IEEE Pulse: Entrepreneurs often wonder how much of success is strategy and how much is execution and hard work. What is your take on this?
el Kaliouby: I firmly believe that there is no such thing as an overnight success, especially for ideas and/or startups that are pushing the state of the world and introducing a paradigm shift in how we experience technology. Strategy is critical of course, but execution and hard work are also necessary. I have learned that, to be successful, 1) you have to be the world’s expert at something, 2) perseverance is key (because, if it’s novel at all, many people will shoot your idea or you down!), and 3) passion is critical—it’s not going to be an easy ride, so you better really care about the mission. Basically, you need grit. And a lot of it. I love this saying, which applies to my approach: “People who think it can’t be done should not stand in the way of people who are doing it!”

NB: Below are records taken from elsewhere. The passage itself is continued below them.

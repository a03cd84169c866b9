//! Spot identity and per-spot occupancy.
//!
//! Each spot carries its own `parking_lot::Mutex` guarding occupancy only.
//! Identity, class and the active flag are fixed at construction and read
//! without locking.

use std::fmt;
use std::str::FromStr;

use parking_lot::{Mutex, MutexGuard};
use thiserror::Error;

use super::class::VehicleClass;

/// Position of a spot in the grid.
///
/// Displays as `"<floor>-<row>-<col>"`, which is the external spot key.
#[derive(Debug, Clone, Copy, PartialEq, Eq, Hash, PartialOrd, Ord)]
pub struct SpotCoord {
    pub floor: i64,
    pub row: i64,
    pub col: i64,
}

impl SpotCoord {
    pub fn new(floor: i64, row: i64, col: i64) -> Self {
        Self { floor, row, col }
    }

    /// External spot key. Total for any coordinate, negatives included.
    pub fn key(&self) -> String {
        self.to_string()
    }
}

impl fmt::Display for SpotCoord {
    fn fmt(&self, f: &mut fmt::Formatter<'_>) -> fmt::Result {
        write!(f, "{}-{}-{}", self.floor, self.row, self.col)
    }
}

#[derive(Debug, Error, Clone, PartialEq, Eq)]
#[error("Malformed spot key: {0:?}")]
pub struct SpotKeyError(pub String);

/// Parses `"<int>-<int>-<int>"`.
///
/// A `-` directly at the start of a number is its sign; any other `-` is a
/// separator. `"-1--2--3"` therefore reads back as `(-1, -2, -3)`.
impl FromStr for SpotCoord {
    type Err = SpotKeyError;

    fn from_str(s: &str) -> Result<Self, Self::Err> {
        let err = || SpotKeyError(s.to_string());
        let mut rest = s;
        let mut parts = [0i64; 3];

        for (i, part) in parts.iter_mut().enumerate() {
            if i > 0 {
                rest = rest.strip_prefix('-').ok_or_else(err)?;
            }
            let sign_len = usize::from(rest.starts_with('-'));
            let digits = rest[sign_len..]
                .bytes()
                .take_while(u8::is_ascii_digit)
                .count();
            if digits == 0 {
                return Err(err());
            }
            let (number, tail) = rest.split_at(sign_len + digits);
            *part = number.parse().map_err(|_| err())?;
            rest = tail;
        }

        if !rest.is_empty() {
            return Err(err());
        }
        Ok(Self::new(parts[0], parts[1], parts[2]))
    }
}

/// Mutable state of a spot. Occupied exactly when a vehicle id is held.
#[derive(Debug, Default, Clone, PartialEq, Eq)]
pub struct Occupancy {
    vehicle_id: Option<String>,
}

impl Occupancy {
    pub fn is_occupied(&self) -> bool {
        self.vehicle_id.is_some()
    }

    pub fn vehicle_id(&self) -> Option<&str> {
        self.vehicle_id.as_deref()
    }

    pub fn is_held_by(&self, vehicle_id: &str) -> bool {
        self.vehicle_id.as_deref() == Some(vehicle_id)
    }

    pub(crate) fn occupy(&mut self, vehicle_id: &str) {
        self.vehicle_id = Some(vehicle_id.to_string());
    }

    pub(crate) fn vacate(&mut self) -> Option<String> {
        self.vehicle_id.take()
    }
}

/// A single addressable parking location.
#[derive(Debug)]
pub struct Spot {
    coord: SpotCoord,
    class: Option<VehicleClass>,
    active: bool,
    occupancy: Mutex<Occupancy>,
}

impl Spot {
    /// Create a spot. A spot without a recognized class is never active.
    pub fn new(coord: SpotCoord, class: Option<VehicleClass>, active: bool) -> Self {
        Self {
            coord,
            class,
            active: active && class.is_some(),
            occupancy: Mutex::new(Occupancy::default()),
        }
    }

    pub fn coord(&self) -> SpotCoord {
        self.coord
    }

    /// External key, `"floor-row-col"`.
    pub fn id(&self) -> String {
        self.coord.key()
    }

    /// Class accepted here, `None` when the layout code was unrecognized.
    pub fn class(&self) -> Option<VehicleClass> {
        self.class
    }

    pub fn is_active(&self) -> bool {
        self.active
    }

    pub fn is_occupied(&self) -> bool {
        self.occupancy.lock().is_occupied()
    }

    /// Vehicle currently recorded on this spot.
    pub fn occupant(&self) -> Option<String> {
        self.occupancy.lock().vehicle_id().map(str::to_string)
    }

    /// Acquire this spot's lock.
    pub(crate) fn lock(&self) -> MutexGuard<'_, Occupancy> {
        self.occupancy.lock()
    }
}
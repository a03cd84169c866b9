// Copyright 2024-2026 PARK-CORE Contributors
// SPDX-License-Identifier: Apache-2.0

//! Status command: availability of a freshly configured lot.

use crate::config::EnvConfig;
use crate::engine::LotSnapshot;

/// Render a snapshot as aligned text.
pub fn format_snapshot(snapshot: &LotSnapshot) -> String {
    let mut out = format!(
        "Lot: {} floor(s) x {} row(s) x {} column(s)\n",
        snapshot.floors, snapshot.rows, snapshot.columns
    );
    for class in &snapshot.classes {
        out.push_str(&format!(
            "  {:<11} {:>5} free / {:>5} total\n",
            class.class.name(),
            class.free,
            class.total
        ));
    }
    out.push_str(&format!("Parked vehicles: {}\n", snapshot.parked));
    out
}

/// Print lot status. Returns the process exit code.
pub fn run_status(config: &EnvConfig, json_output: bool) -> i32 {
    let engine = match crate::engine_from_config(config) {
        Ok(engine) => engine,
        Err(e) => {
            eprintln!("Invalid layout: {}", e);
            return super::EXIT_CONFIG_ERROR;
        }
    };
    let snapshot = engine.snapshot();

    if json_output {
        match serde_json::to_string_pretty(&snapshot) {
            Ok(json) => println!("{}", json),
            Err(e) => {
                eprintln!("Failed to serialize status: {}", e);
                return 1;
            }
        }
    } else {
        print!("{}", format_snapshot(&snapshot));
    }
    0
}

#[cfg(test)]
mod tests {
    use super::*;
    use crate::engine::ParkingEngine;
    use crate::grid::LayoutTemplate;

    #[test]
    fn test_format_lists_every_class() {
        let template = LayoutTemplate::new([["B-1", "M-1", "A-1"], ["B-0", "M-1", "A-0"]]);
        let engine = ParkingEngine::with_layout(1, 2, 3, &template).unwrap();
        let text = format_snapshot(&engine.snapshot());

        assert!(text.starts_with("Lot: 1 floor(s) x 2 row(s) x 3 column(s)"));
        assert!(text.contains("bicycle"));
        assert!(text.contains("motorcycle"));
        assert!(text.contains("automobile"));
        assert!(text.contains("Parked vehicles: 0"));
    }

    #[test]
    fn test_snapshot_serializes() {
        let engine = ParkingEngine::with_layout(1, 1, 1, &LayoutTemplate::new([["M-1"]])).unwrap();
        let json = serde_json::to_value(engine.snapshot()).unwrap();
        assert_eq!(json["parked"], 0);
        assert_eq!(json["classes"][1]["class"], "Motorcycle");
        assert_eq!(json["classes"][1]["free"], 1);
    }
}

IEEE Pulse: Another important issue that holds many entrepreneurs back is fear of failure. Where do you draw the line between healthy and unhealthy levels of fear of failure?

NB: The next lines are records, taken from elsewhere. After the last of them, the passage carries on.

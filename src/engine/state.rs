//! Index maps owned by the allocation engine.
//!
//! The three maps form one consistency unit and are only ever touched while
//! the engine-wide lock is held.

use std::collections::{HashMap, HashSet};

use crate::grid::{Grid, SpotCoord, VehicleClass};

#[derive(Debug, Default)]
pub(crate) struct AllocationState {
    /// Free, active spots per class. A coordinate sits in at most one pool.
    pub free_pools: HashMap<VehicleClass, HashSet<SpotCoord>>,
    /// Vehicle id -> spot it occupies now.
    pub current: HashMap<String, SpotCoord>,
    /// Vehicle id -> most recent spot it ever occupied. Never shrinks.
    pub last: HashMap<String, SpotCoord>,
}

impl AllocationState {
    /// Seed the free pools from every active spot in the grid.
    pub fn from_grid(grid: &Grid) -> Self {
        let mut free_pools: HashMap<VehicleClass, HashSet<SpotCoord>> = VehicleClass::ALL
            .into_iter()
            .map(|class| (class, HashSet::new()))
            .collect();

        for spot in grid.iter().filter(|s| s.is_active()) {
            if let Some(class) = spot.class() {
                free_pools.entry(class).or_default().insert(spot.coord());
            }
        }

        Self {
            free_pools,
            current: HashMap::new(),
            last: HashMap::new(),
        }
    }

    pub fn free_count(&self, class: VehicleClass) -> usize {
        self.free_pools.get(&class).map_or(0, HashSet::len)
    }

    /// Record a committed park.
    pub fn commit_park(&mut self, class: VehicleClass, coord: SpotCoord, vehicle_id: &str) {
        if let Some(pool) = self.free_pools.get_mut(&class) {
            pool.remove(&coord);
        }
        self.current.insert(vehicle_id.to_string(), coord);
        self.last.insert(vehicle_id.to_string(), coord);
    }

    /// Record a committed unpark. History is left in place.
    pub fn commit_unpark(&mut self, class: VehicleClass, coord: SpotCoord, vehicle_id: &str) {
        self.current.remove(vehicle_id);
        self.free_pools.entry(class).or_default().insert(coord);
    }
}

#[cfg(test)]
mod tests {
    use super::*;
    use crate::grid::LayoutTemplate;

    #[test]
    fn test_pools_seeded_from_active_spots() {
        let template = LayoutTemplate::new([["B-1", "M-1", "A-1"], ["B-0", "M-1", "X-1"]]);
        let grid = Grid::new(2, 2, 3, &template).unwrap();
        let state = AllocationState::from_grid(&grid);

        assert_eq!(state.free_count(VehicleClass::Bicycle), 2);
        assert_eq!(state.free_count(VehicleClass::Motorcycle), 4);
        assert_eq!(state.free_count(VehicleClass::Automobile), 2);
        assert!(state.current.is_empty());
        assert!(state.last.is_empty());
    }

    #[test]
    fn test_commit_park_then_unpark_keeps_history() {
        let grid = Grid::new(1, 1, 1, &LayoutTemplate::new([["A-1"]])).unwrap();
        let mut state = AllocationState::from_grid(&grid);
        let coord = SpotCoord::new(0, 0, 0);

        state.commit_park(VehicleClass::Automobile, coord, "CAR1");
        assert_eq!(state.free_count(VehicleClass::Automobile), 0);
        assert_eq!(state.current.get("CAR1"), Some(&coord));

        state.commit_unpark(VehicleClass::Automobile, coord, "CAR1");
        assert_eq!(state.free_count(VehicleClass::Automobile), 1);
        assert!(!state.current.contains_key("CAR1"));
        assert_eq!(state.last.get("CAR1"), Some(&coord));
    }
}
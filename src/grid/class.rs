//! Vehicle classes and their single-letter layout codes.

use std::fmt;
use std::str::FromStr;

use serde::{Deserialize, Serialize};
use thiserror::Error;

/// Category of vehicle a spot accepts.
#[derive(Debug, Clone, Copy, PartialEq, Eq, Hash, PartialOrd, Ord, Serialize, Deserialize)]
pub enum VehicleClass {
    Bicycle,
    Motorcycle,
    Automobile,
}

#[derive(Debug, Error, PartialEq, Eq)]
#[error("Unknown vehicle class: {0:?}")]
pub struct UnknownClass(pub String);

impl VehicleClass {
    /// All classes, in pool order.
    pub const ALL: [VehicleClass; 3] = [
        VehicleClass::Bicycle,
        VehicleClass::Motorcycle,
        VehicleClass::Automobile,
    ];

    /// Layout code used in templates ("B", "M", "A").
    pub fn code(self) -> &'static str {
        match self {
            Self::Bicycle => "B",
            Self::Motorcycle => "M",
            Self::Automobile => "A",
        }
    }

    /// Resolve a layout code. Returns None for anything unrecognized.
    pub fn from_code(code: &str) -> Option<Self> {
        match code {
            "B" => Some(Self::Bicycle),
            "M" => Some(Self::Motorcycle),
            "A" => Some(Self::Automobile),
            _ => None,
        }
    }

    pub fn name(self) -> &'static str {
        match self {
            Self::Bicycle => "bicycle",
            Self::Motorcycle => "motorcycle",
            Self::Automobile => "automobile",
        }
    }
}

impl fmt::Display for VehicleClass {
    fn fmt(&self, f: &mut fmt::Formatter<'_>) -> fmt::Result {
        f.write_str(self.name())
    }
}

/// Accepts either the layout code or the lowercase name.
impl FromStr for VehicleClass {
    type Err = UnknownClass;

    fn from_str(s: &str) -> Result<Self, Self::Err> {
        if let Some(class) = Self::from_code(s) {
            return Ok(class);
        }
        Self::ALL
            .into_iter()
            .find(|c| c.name().eq_ignore_ascii_case(s))
            .ok_or_else(|| UnknownClass(s.to_string()))
    }
}

#[cfg(test)]
mod tests {
    use super::*;

    #[test]
    fn test_codes_resolve() {
        for class in VehicleClass::ALL {
            assert_eq!(VehicleClass::from_code(class.code()), Some(class));
        }
        assert_eq!(VehicleClass::from_code("X"), None);
        assert_eq!(VehicleClass::from_code("b"), None);
        assert_eq!(VehicleClass::from_code(""), None);
    }

    #[test]
    fn test_parse_accepts_names() {
        assert_eq!("Motorcycle".parse::<VehicleClass>(), Ok(VehicleClass::Motorcycle));
        assert_eq!("A".parse::<VehicleClass>(), Ok(VehicleClass::Automobile));
        assert!("truck".parse::<VehicleClass>().is_err());
    }
}
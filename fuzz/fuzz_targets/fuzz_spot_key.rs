//! Fuzz target for spot key parsing.
//!
//! Any key that parses must render to a key that parses to the same
//! coordinate. The rendered text may differ from the input (`"00-0-1"`).

#![no_main]

use libfuzzer_sys::fuzz_target;
use park_core::grid::SpotCoord;

fuzz_target!(|data: &[u8]| {
    let Ok(text) = std::str::from_utf8(data) else {
        return;
    };
    if let Ok(coord) = text.parse::<SpotCoord>() {
        let key = coord.key();
        assert_eq!(key.parse::<SpotCoord>(), Ok(coord));
    }
});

el Kaliouby: Confession: I definitely have a fear of failure. But you know what? I have failed before, and the key is to fail fast, rally, and then move on. At every round of funding, we were turned down by several investors, but we also managed to secure an amazing roster of top-tier investors, including Kleiner Perkins Caufield Byers, WPP, and Fenox Venture Capital. We pushed out products that didn’t stick, but we acknowledged that with “Okay! I guess that didn’t work, so let’s try something else.” There were so many stops along the journey where we could have given in, but we didn’t.

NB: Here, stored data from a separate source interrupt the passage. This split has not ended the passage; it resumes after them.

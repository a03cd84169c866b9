//! Grid & Spot model.
//!
//! A fixed floors x rows x columns arena of [`Spot`]s. The grid is immutable
//! after construction; only spot occupancy changes, under each spot's own lock.

mod class;
mod layout;
mod spot;

pub use class::{UnknownClass, VehicleClass};
pub use layout::{CellSpec, LayoutTemplate};
pub use spot::{Occupancy, Spot, SpotCoord, SpotKeyError};

use thiserror::Error;
use tracing::debug;

/// Errors raised while building a grid.
#[derive(Debug, Error, PartialEq, Eq)]
pub enum LayoutError {
    #[error("Grid must have at least one floor")]
    NoFloors,

    #[error("Grid dimensions overflow: {floors}x{rows}x{columns}")]
    TooLarge { floors: usize, rows: usize, columns: usize },
}

/// Fixed three-dimensional arrangement of spots.
#[derive(Debug)]
pub struct Grid {
    floors: usize,
    rows: usize,
    columns: usize,
    spots: Vec<Spot>,
}

impl Grid {
    /// Build a grid, applying `template` identically to every floor.
    ///
    /// Cells missing from the template, malformed codes and unknown classes
    /// all produce inactive spots.
    pub fn new(
        floors: usize,
        rows: usize,
        columns: usize,
        template: &LayoutTemplate,
    ) -> Result<Self, LayoutError> {
        if floors == 0 {
            return Err(LayoutError::NoFloors);
        }
        let total = floors
            .checked_mul(rows)
            .and_then(|n| n.checked_mul(columns))
            .filter(|&n| i64::try_from(n).is_ok())
            .ok_or(LayoutError::TooLarge { floors, rows, columns })?;
        if total == 0 {
            debug!(floors, rows, columns, "grid constructed without spots");
            return Ok(Self { floors, rows, columns, spots: Vec::new() });
        }

        let mut spots = Vec::with_capacity(total);
        for f in 0..floors {
            for r in 0..rows {
                for c in 0..columns {
                    let cell = template.spec_at(r, c);
                    let coord = SpotCoord::new(f as i64, r as i64, c as i64);
                    spots.push(Spot::new(coord, cell.class, cell.active));
                }
            }
        }

        debug!(floors, rows, columns, spots = spots.len(), "grid constructed");
        Ok(Self { floors, rows, columns, spots })
    }

    pub fn floors(&self) -> usize {
        self.floors
    }

    pub fn rows(&self) -> usize {
        self.rows
    }

    pub fn columns(&self) -> usize {
        self.columns
    }

    /// Total number of spots, active or not.
    pub fn len(&self) -> usize {
        self.spots.len()
    }

    pub fn is_empty(&self) -> bool {
        self.spots.is_empty()
    }

    /// Bounds-checked lookup. Negative or out-of-range coordinates yield None.
    pub fn spot(&self, coord: SpotCoord) -> Option<&Spot> {
        let f = usize::try_from(coord.floor).ok().filter(|&f| f < self.floors)?;
        let r = usize::try_from(coord.row).ok().filter(|&r| r < self.rows)?;
        let c = usize::try_from(coord.col).ok().filter(|&c| c < self.columns)?;
        self.spots.get((f * self.rows + r) * self.columns + c)
    }

    /// Lookup by external key.
    pub fn spot_by_key(&self, key: &str) -> Option<&Spot> {
        self.spot(key.parse().ok()?)
    }

    pub fn iter(&self) -> impl Iterator<Item = &Spot> {
        self.spots.iter()
    }

    /// Active spots of one class.
    pub fn active_spots(&self, class: VehicleClass) -> impl Iterator<Item = &Spot> {
        self.spots
            .iter()
            .filter(move |s| s.is_active() && s.class() == Some(class))
    }
}

#[cfg(test)]
mod tests {
    use super::*;

    fn basic_template() -> LayoutTemplate {
        LayoutTemplate::new([["B-1", "M-1", "A-1"], ["B-0", "M-1", "A-0"]])
    }

    #[test]
    fn test_basic_layout_classes_and_flags() {
        let grid = Grid::new(1, 2, 3, &basic_template()).unwrap();
        assert_eq!((grid.floors(), grid.rows(), grid.columns()), (1, 2, 3));

        let expected = [
            ((0, 0, 0), VehicleClass::Bicycle, true),
            ((0, 0, 1), VehicleClass::Motorcycle, true),
            ((0, 0, 2), VehicleClass::Automobile, true),
            ((0, 1, 0), VehicleClass::Bicycle, false),
            ((0, 1, 1), VehicleClass::Motorcycle, true),
            ((0, 1, 2), VehicleClass::Automobile, false),
        ];
        for ((f, r, c), class, active) in expected {
            let spot = grid.spot(SpotCoord::new(f, r, c)).unwrap();
            assert_eq!(spot.class(), Some(class), "{f}-{r}-{c}");
            assert_eq!(spot.is_active(), active, "{f}-{r}-{c}");
        }
    }

    #[test]
    fn test_every_floor_gets_the_template() {
        let template = LayoutTemplate::new([["B-1", "M-1"], ["A-1", "B-0"]]);
        let grid = Grid::new(2, 2, 2, &template).unwrap();
        assert_eq!(grid.len(), 8);
        for f in 0..2 {
            for r in 0..2 {
                for c in 0..2 {
                    let spot = grid.spot(SpotCoord::new(f, r, c)).unwrap();
                    assert_eq!(spot.coord(), SpotCoord::new(f, r, c));
                }
            }
        }
        assert_eq!(grid.active_spots(VehicleClass::Bicycle).count(), 2);
    }

    #[test]
    fn test_lookup_is_bounds_checked() {
        let grid = Grid::new(1, 2, 3, &basic_template()).unwrap();
        assert!(grid.spot(SpotCoord::new(0, 2, 0)).is_none());
        assert!(grid.spot(SpotCoord::new(1, 0, 0)).is_none());
        assert!(grid.spot(SpotCoord::new(-1, 0, 0)).is_none());
        assert!(grid.spot_by_key("0-1-2").is_some());
        assert!(grid.spot_by_key("0-1-3").is_none());
        assert!(grid.spot_by_key("garbage").is_none());
    }

    #[test]
    fn test_empty_layout() {
        let grid = Grid::new(1, 0, 0, &LayoutTemplate::default()).unwrap();
        assert!(grid.is_empty());
        assert_eq!(grid.floors(), 1);
    }

    #[test]
    fn test_huge_floor_count_without_cells_is_immediate() {
        let grid = Grid::new(usize::MAX, 0, 3, &basic_template()).unwrap();
        assert!(grid.is_empty());
        assert_eq!(grid.floors(), usize::MAX);
        assert!(grid.spot(SpotCoord::new(0, 0, 0)).is_none());
    }

    #[test]
    fn test_zero_floors_rejected() {
        assert_eq!(
            Grid::new(0, 1, 1, &basic_template()).unwrap_err(),
            LayoutError::NoFloors
        );
    }
}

IEEE Pulse: You are the cofounder and CEO of the company. What’s your advice to potential technical founders with regard to both of these positions?
el Kaliouby: When we started Affectiva, my cofounder, Prof. Rosalind W. Picard, and I decided to hire seasoned business expertise to complement our academic expertise. I have learned so much from our two previous CEOs, and I am very grateful. Five years on, I know much more about how to run and grow a business, define a strategy, and create a road map and execute it. I’ve come a long way.
Ultimately, though, I think the founder has a vision and is the keeper of that vision. The founder is the believer, the evangelist. And it’s important that the founder is empowered to execute that vision and have a team of people aligned around it. Everyone— seasoned or not—will make mistakes along the way. I have found that founders, in particular, are willing to step outside of their comfort zones to make their vision happen. And that’s what is needed to succeed.
IEEE Pulse: Where do you think this whole area of emotion analysis and quantification is headed, and what is your vision for Affectiva?
el Kaliouby: Our vision is that, one day, all of our devices will have an emotion chip and will be able to read and respond to our emotions. We will interact with our technologies—be it our phones, cars, AI assistants, or even social robots—in the same way we interact with one another: with emotion! I think that, in three to five years, we will forget what it was like when our devices didn’t understand emotion. It’s similar to how we all assume that our phones today are location aware and have GPS chipsets in them. Someday soon, it will be the same for emotions.